If you’re working through problems involving linear inequalities and need a clear breakdown of how to plot solutions, follow these steps. The graphing method is essential for visualizing the range of values that satisfy a given inequality.

Start by identifying the inequality’s boundary. This will typically be the equation of a line, which can be graphed as a solid or dashed line depending on the inequality sign. For example, use a solid line for ≤ or ≥, and a dashed line for . Once the boundary is plotted, determine the shading area by testing a point not on the line–usually the origin (0,0) is a good candidate unless the line passes through it.

To check the region, substitute the coordinates of the test point into the inequality. If the inequality holds true, shade the area that includes this point; if not, shade the opposite side. This will give you a visual representation of all possible solutions that satisfy the condition.

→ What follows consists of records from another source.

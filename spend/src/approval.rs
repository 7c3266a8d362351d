//! Admin-gated purchases that defer their side effect (spec.md §4.4):
//! force-play and channel-GIF requests debit the requester immediately but
//! only reach the queue once an admin approves them through the dispatcher.
//! Rejection refunds in full.

use economy_core::error::UserFacingError;
use economy_core::keys::AccountKey;
use economy_ledger::{ApprovalRepo, Ledger, PendingApproval};
use std::sync::Arc;

use crate::error::SpendError;
use crate::pipeline::QueueCollaborator;

#[derive(Debug)]
pub struct ApprovalEngine {
    ledger: Ledger,
    repo: ApprovalRepo,
    collaborator: Arc<dyn QueueCollaborator>,
}

impl ApprovalEngine {
    pub fn new(ledger: Ledger, repo: ApprovalRepo, collaborator: Arc<dyn QueueCollaborator>) -> Self {
        Self { ledger, repo, collaborator }
    }

    /// Debits `cost` and opens a pending request. `payload` is the media id
    /// the collaborator will be asked to queue once approved.
    pub async fn request(&self, username: &str, channel: &str, kind: &str, cost: i64, payload: &str) -> Result<i64, SpendError> {
        if cost <= 0 {
            return Err(UserFacingError::Validation("cost must be positive".to_string()).into());
        }
        let key = AccountKey::new(username, channel);
        crate::pipeline::require_spendable_account(&self.ledger, &key).await?;
        let debited = self.ledger.atomic_debit(&key, cost, "spend", "approval.request", kind).await?;
        if !debited {
            return Err(UserFacingError::InsufficientFunds.into());
        }
        self.repo.create(username, channel, kind, cost, payload).await.map_err(Into::into)
    }

    /// Approves the request and plays the media it paid for.
    pub async fn approve(&self, id: i64, play_next: bool) -> Result<PendingApproval, SpendError> {
        let Some(approval) = self.repo.get(id).await? else {
            return Err(UserFacingError::NotFound("that request".to_string()).into());
        };
        if !self.repo.approve(id).await? {
            return Err(UserFacingError::Validation("that request is no longer pending".to_string()).into());
        }
        if let Err(err) = self.collaborator.add_media(&approval.channel, &approval.payload, play_next).await {
            let key = AccountKey::new(&approval.username, &approval.channel);
            self.ledger
                .credit(&key, approval.cost, "refund", "approval.collaborator_failed", "request couldn't be queued", None, None)
                .await?;
            return Err(err);
        }
        self.repo.get(id).await?.ok_or_else(|| UserFacingError::NotFound("that request".to_string()).into())
    }

    pub async fn reject(&self, id: i64) -> Result<(), SpendError> {
        let Some(approval) = self.repo.get(id).await? else {
            return Err(UserFacingError::NotFound("that request".to_string()).into());
        };
        if !self.repo.reject(id).await? {
            return Err(UserFacingError::Validation("that request is no longer pending".to_string()).into());
        }
        let key = AccountKey::new(&approval.username, &approval.channel);
        self.ledger
            .credit(&key, approval.cost, "refund", "approval.rejected", "your request was rejected", None, None)
            .await?;
        Ok(())
    }

    pub async fn list_pending(&self, channel: &str) -> Result<Vec<PendingApproval>, SpendError> {
        self.repo.list_pending(channel).await.map_err(Into::into)
    }
}
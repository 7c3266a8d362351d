//! Stacked multiplier resolution (spec.md §4.3, §4.5, §5): time-of-day,
//! population, holiday, cron-scheduled, and admin ad-hoc sources combine
//! multiplicatively. The scheduled and ad-hoc slots are written only by the
//! scheduler / admin command handler; reads are lock-free snapshot reads
//! (the stored value is replaced, never partially observed), matching the
//! corpus's `parking_lot`-guarded swap pattern used for the config handle.

use chrono::{DateTime, Datelike, Timelike, Utc};
use economy_core::config::MultipliersConfig;
use parking_lot::RwLock;
use std::collections::HashMap;
use std::sync::Arc;

#[derive(Debug, Clone, PartialEq)]
pub struct MultiplierSource {
    pub source: String,
    pub multiplier: f64,
}

#[derive(Debug, Clone)]
pub struct ActiveWindow {
    pub source: String,
    pub multiplier: f64,
    pub expires_at: DateTime<Utc>,
}

#[derive(Debug, Default)]
struct Slots {
    scheduled: HashMap<String, ActiveWindow>,
    ad_hoc: HashMap<String, ActiveWindow>,
}

#[derive(Debug)]
pub struct MultiplierEngine {
    config: RwLock<Arc<MultipliersConfig>>,
    slots: RwLock<Slots>,
}

impl MultiplierEngine {
    pub fn new(config: MultipliersConfig) -> Self {
        Self {
            config: RwLock::new(Arc::new(config)),
            slots: RwLock::new(Slots::default()),
        }
    }

    pub fn on_config_update(&self, config: MultipliersConfig) {
        *self.config.write() = Arc::new(config);
    }

    /// Registers (or replaces) the cron-driven scheduled window for a
    /// channel. Called by the scheduler on cron activation.
    pub fn activate_scheduled(&self, channel: &str, source: String, multiplier: f64, expires_at: DateTime<Utc>) {
        self.slots.write().scheduled.insert(
            channel.to_string(),
            ActiveWindow { source, multiplier, expires_at },
        );
    }

    /// Registers an admin-triggered ad-hoc event window for a channel
    /// (`event start` command).
    pub fn activate_ad_hoc(&self, channel: &str, source: String, multiplier: f64, expires_at: DateTime<Utc>) {
        self.slots.write().ad_hoc.insert(
            channel.to_string(),
            ActiveWindow { source, multiplier, expires_at },
        );
    }

    pub fn deactivate_ad_hoc(&self, channel: &str) {
        self.slots.write().ad_hoc.remove(channel);
    }

    /// The combined multiplier and the list of contributing sources for a
    /// channel at `now`, given the channel's current connected population.
    /// Expired scheduled/ad-hoc windows are treated as inactive (lazily
    /// pruned here rather than by a separate sweep task).
    pub fn combined(&self, channel: &str, population: usize, now: DateTime<Utc>) -> (f64, Vec<MultiplierSource>) {
        let config = self.config.read().clone();
        let mut sources = Vec::new();
        let mut combined = 1.0_f64;

        if config.off_peak_hours.contains(&now.hour()) && config.off_peak_multiplier > 0.0 {
            sources.push(MultiplierSource {
                source: "off_peak".to_string(),
                multiplier: config.off_peak_multiplier,
            });
            combined *= config.off_peak_multiplier;
        }

        if let Some((_, mult)) = config
            .population_thresholds
            .iter()
            .filter(|(min_pop, _)| (population as u32) >= *min_pop)
            .max_by_key(|(min_pop, _)| *min_pop)
        {
            sources.push(MultiplierSource {
                source: "population".to_string(),
                multiplier: *mult,
            });
            combined *= mult;
        }

        let today = now.date_naive().format("%Y-%m-%d").to_string();
        if config.holiday_dates.iter().any(|d| d == &today) && config.holiday_multiplier > 0.0 {
            sources.push(MultiplierSource {
                source: "holiday".to_string(),
                multiplier: config.holiday_multiplier,
            });
            combined *= config.holiday_multiplier;
        }

        let slots = self.slots.read();
        if let Some(window) = slots.scheduled.get(channel) {
            if window.expires_at > now {
                sources.push(MultiplierSource {
                    source: window.source.clone(),
                    multiplier: window.multiplier,
                });
                combined *= window.multiplier;
            }
        }
        if let Some(window) = slots.ad_hoc.get(channel) {
            if window.expires_at > now {
                sources.push(MultiplierSource {
                    source: window.source.clone(),
                    multiplier: window.multiplier,
                });
                combined *= window.multiplier;
            }
        }

        (combined, sources)
    }

    /// Convenience for callers (presence tick) that just want an integer
    /// credited amount rather than the raw factor; rounds to the nearest
    /// whole Z. Trigger firings that need sub-integer precision should use
    /// [`Self::combined`] directly with the fractional accumulator.
    pub fn apply(&self, base: i64, channel: &str, population: usize, now: DateTime<Utc>) -> (i64, Vec<MultiplierSource>) {
        let (combined, sources) = self.combined(channel, population, now);
        (((base as f64) * combined).round() as i64, sources)
    }
}

#[cfg(test)]
mod tests {
    use super::*;

    fn config() -> MultipliersConfig {
        MultipliersConfig::default()
    }

    #[test]
    fn no_active_sources_is_identity() {
        let engine = MultiplierEngine::new(config());
        let (combined, sources) = engine.combined("c1", 5, Utc::now());
        assert_eq!(combined, 1.0);
        assert!(sources.is_empty());
    }

    #[test]
    fn stacks_scheduled_and_ad_hoc_multiplicatively() {
        let engine = MultiplierEngine::new(config());
        let now = Utc::now();
        engine.activate_scheduled("c1", "off_peak".into(), 2.0, now + chrono::Duration::minutes(5));
        engine.activate_ad_hoc("c1", "population".into(), 1.5, now + chrono::Duration::minutes(5));
        let (combined, sources) = engine.combined("c1", 5, now);
        assert!((combined - 3.0).abs() < 1e-9);
        assert_eq!(sources.len(), 2);
    }

    #[test]
    fn expired_window_drops_out() {
        let engine = MultiplierEngine::new(config());
        let now = Utc::now();
        engine.activate_ad_hoc("c1", "event".into(), 5.0, now - chrono::Duration::seconds(1));
        let (combined, sources) = engine.combined("c1", 5, now);
        assert_eq!(combined, 1.0);
        assert!(sources.is_empty());
    }

    #[test]
    fn removing_last_source_returns_to_identity() {
        let engine = MultiplierEngine::new(config());
        let now = Utc::now();
        engine.activate_ad_hoc("c1", "event".into(), 5.0, now + chrono::Duration::minutes(5));
        assert!(engine.combined("c1", 5, now).0 > 1.0);
        engine.deactivate_ad_hoc("c1");
        assert_eq!(engine.combined("c1", 5, now).0, 1.0);
    }
}
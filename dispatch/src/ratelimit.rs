//! Per-user command rate limiting (spec.md §4.7): a rolling 60-second
//! window, same shape as the announcer's per-channel limiter but keyed by
//! user instead of channel.

use chrono::{DateTime, Utc};
use std::collections::{HashMap, VecDeque};

const WINDOW_SECONDS: i64 = 60;

#[derive(Debug, Default)]
pub struct UserRateLimiter {
    hits: HashMap<String, VecDeque<DateTime<Utc>>>,
}

impl UserRateLimiter {
    pub fn allow(&mut self, user: &str, max_per_window: usize, now: DateTime<Utc>) -> bool {
        let window = self.hits.entry(user.to_string()).or_default();
        while let Some(front) = window.front() {
            if (now - *front).num_seconds() >= WINDOW_SECONDS {
                window.pop_front();
            } else {
                break;
            }
        }
        if window.len() >= max_per_window {
            return false;
        }
        window.push_back(now);
        true
    }
}

#[cfg(test)]
mod tests {
    use super::*;

    #[test]
    fn allows_up_to_the_cap_then_rejects() {
        let mut limiter = UserRateLimiter::default();
        let now = Utc::now();
        for _ in 0..5 {
            assert!(limiter.allow("alice", 5, now));
        }
        assert!(!limiter.allow("alice", 5, now));
    }

    #[test]
    fn window_slides_after_sixty_seconds() {
        let mut limiter = UserRateLimiter::default();
        let now = Utc::now();
        for _ in 0..5 {
            assert!(limiter.allow("alice", 5, now));
        }
        let later = now + chrono::Duration::seconds(61);
        assert!(limiter.allow("alice", 5, later));
    }

    #[test]
    fn users_are_independent() {
        let mut limiter = UserRateLimiter::default();
        let now = Utc::now();
        assert!(limiter.allow("alice", 1, now));
        assert!(!limiter.allow("alice", 1, now));
        assert!(limiter.allow("bob", 1, now));
    }
}
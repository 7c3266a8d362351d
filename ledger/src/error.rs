use thiserror::Error;

#[derive(Debug, Error)]
pub enum LedgerError {
    #[error("pool error: {0}")]
    Pool(#[from] r2d2::Error),
    #[error("sqlite error: {0}")]
    Sqlite(#[from] rusqlite::Error),
    #[error("blocking task join error: {0}")]
    Join(#[from] tokio::task::JoinError),
    #[error("serialization error: {0}")]
    Serde(#[from] serde_json::Error),
}
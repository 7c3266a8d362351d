//! Named key structs, replacing the source's tuple/string-concatenation
//! keys (design notes §9: "avoid string-concatenation keys — they hide
//! shape bugs").

use chrono::NaiveDate;
use serde::{Deserialize, Serialize};
use std::fmt;

/// Identifies one (user, channel) account — the grain of every balance,
/// session, and per-user cooldown in the service.
#[derive(Debug, Clone, PartialEq, Eq, Hash, PartialOrd, Ord, Deserialize, Serialize)]
pub struct AccountKey {
    pub username: String,
    pub channel: String,
}

impl AccountKey {
    pub fn new(username: impl Into<String>, channel: impl Into<String>) -> Self {
        Self {
            username: username.into(),
            channel: channel.into(),
        }
    }
}

impl fmt::Display for AccountKey {
    fn fmt(&self, f: &mut fmt::Formatter<'_>) -> fmt::Result {
        write!(f, "{}@{}", self.username, self.channel)
    }
}

/// (user, channel, trigger) — the grain of the fractional accumulator and
/// trigger cooldowns.
#[derive(Debug, Clone, PartialEq, Eq, Hash, Deserialize, Serialize)]
pub struct TriggerKey {
    pub username: String,
    pub channel: String,
    pub trigger: String,
}

impl TriggerKey {
    pub fn new(username: impl Into<String>, channel: impl Into<String>, trigger: impl Into<String>) -> Self {
        Self {
            username: username.into(),
            channel: channel.into(),
            trigger: trigger.into(),
        }
    }
}

/// (user, channel, date) — the grain of `DailyActivity` rollups and the
/// in-memory per-user emote set.
#[derive(Debug, Clone, PartialEq, Eq, Hash, Deserialize, Serialize)]
pub struct DailyKey {
    pub username: String,
    pub channel: String,
    pub date: NaiveDate,
}

impl DailyKey {
    pub fn new(username: impl Into<String>, channel: impl Into<String>, date: NaiveDate) -> Self {
        Self {
            username: username.into(),
            channel: channel.into(),
            date,
        }
    }
}

/// (channel, trigger, date) — the grain of `TriggerAnalytics`.
#[derive(Debug, Clone, PartialEq, Eq, Hash, Deserialize, Serialize)]
pub struct AnalyticsKey {
    pub channel: String,
    pub trigger: String,
    pub date: NaiveDate,
}

/// Case-insensitive username normalisation, used everywhere a username is
/// compared or used as a map key so callers can't accidentally bypass the
/// ignored-user gate via casing.
pub fn normalize_username(username: &str) -> String {
    username.to_lowercase()
}

#[cfg(test)]
mod tests {
    use super::*;

    #[test]
    fn account_key_display() {
        let key = AccountKey::new("Alice", "c1");
        assert_eq!(key.to_string(), "Alice@c1");
    }

    #[test]
    fn normalize_is_case_insensitive() {
        assert_eq!(normalize_username("Alice"), normalize_username("ALICE"));
    }
}
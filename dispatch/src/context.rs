//! Bundles every cross-crate dependency a command handler needs. One
//! struct so handlers take `&DispatchContext` instead of six separate
//! arguments.

use std::sync::Arc;

use economy_announce::Announcer;
use economy_broker::{BrokerClient, MediaCatalogClient};
use economy_core::collaborator::PmSender;
use economy_core::config::ConfigHandle;
use economy_earning::MultiplierEngine;
use economy_ledger::{ApprovalRepo, BountyRepo, ChallengeRepo, GamblingStatsRepo, Ledger, ProgressionRepo, StreakRepo, TipRepo};
use economy_presence::PresenceTracker;
use economy_spend::{ApprovalEngine, BountyEngine, ChallengeEngine, HeistEngine, QueueEngine, TipEngine, VanityEngine};

#[derive(Clone)]
pub struct DispatchContext {
    pub config: ConfigHandle,
    pub ledger: Ledger,
    pub presence: Arc<PresenceTracker>,
    pub multiplier: Arc<MultiplierEngine>,
    pub progression: ProgressionRepo,
    pub gambling_stats: GamblingStatsRepo,
    pub streaks: StreakRepo,
    pub tip_repo: TipRepo,
    pub bounty_repo: BountyRepo,
    pub challenge_repo: ChallengeRepo,
    pub approval_repo: ApprovalRepo,
    pub queue: Arc<QueueEngine>,
    pub tip: Arc<TipEngine>,
    pub vanity: Arc<VanityEngine>,
    pub approval: Arc<ApprovalEngine>,
    pub bounty: Arc<BountyEngine>,
    pub challenge: Arc<ChallengeEngine>,
    pub heist: Arc<HeistEngine>,
    pub announcer: Announcer,
    pub pm: Arc<dyn PmSender>,
    pub broker: Arc<BrokerClient>,
    pub media: Arc<MediaCatalogClient>,
}

impl std::fmt::Debug for DispatchContext {
    fn fmt(&self, f: &mut std::fmt::Formatter<'_>) -> std::fmt::Result {
        f.debug_struct("DispatchContext").finish_non_exhaustive()
    }
}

Important Note: Be precise with your shading. Overlapping regions or errors in drawing the boundary line can lead to incorrect results. Always double-check the sign of the inequality and ensure your graphing technique is consistent.

For a deeper understanding of each problem and its solution, review the step-by-step explanations provided for the exercises. This will guide you through the process and help reinforce the concept of graphing solutions to linear inequalities.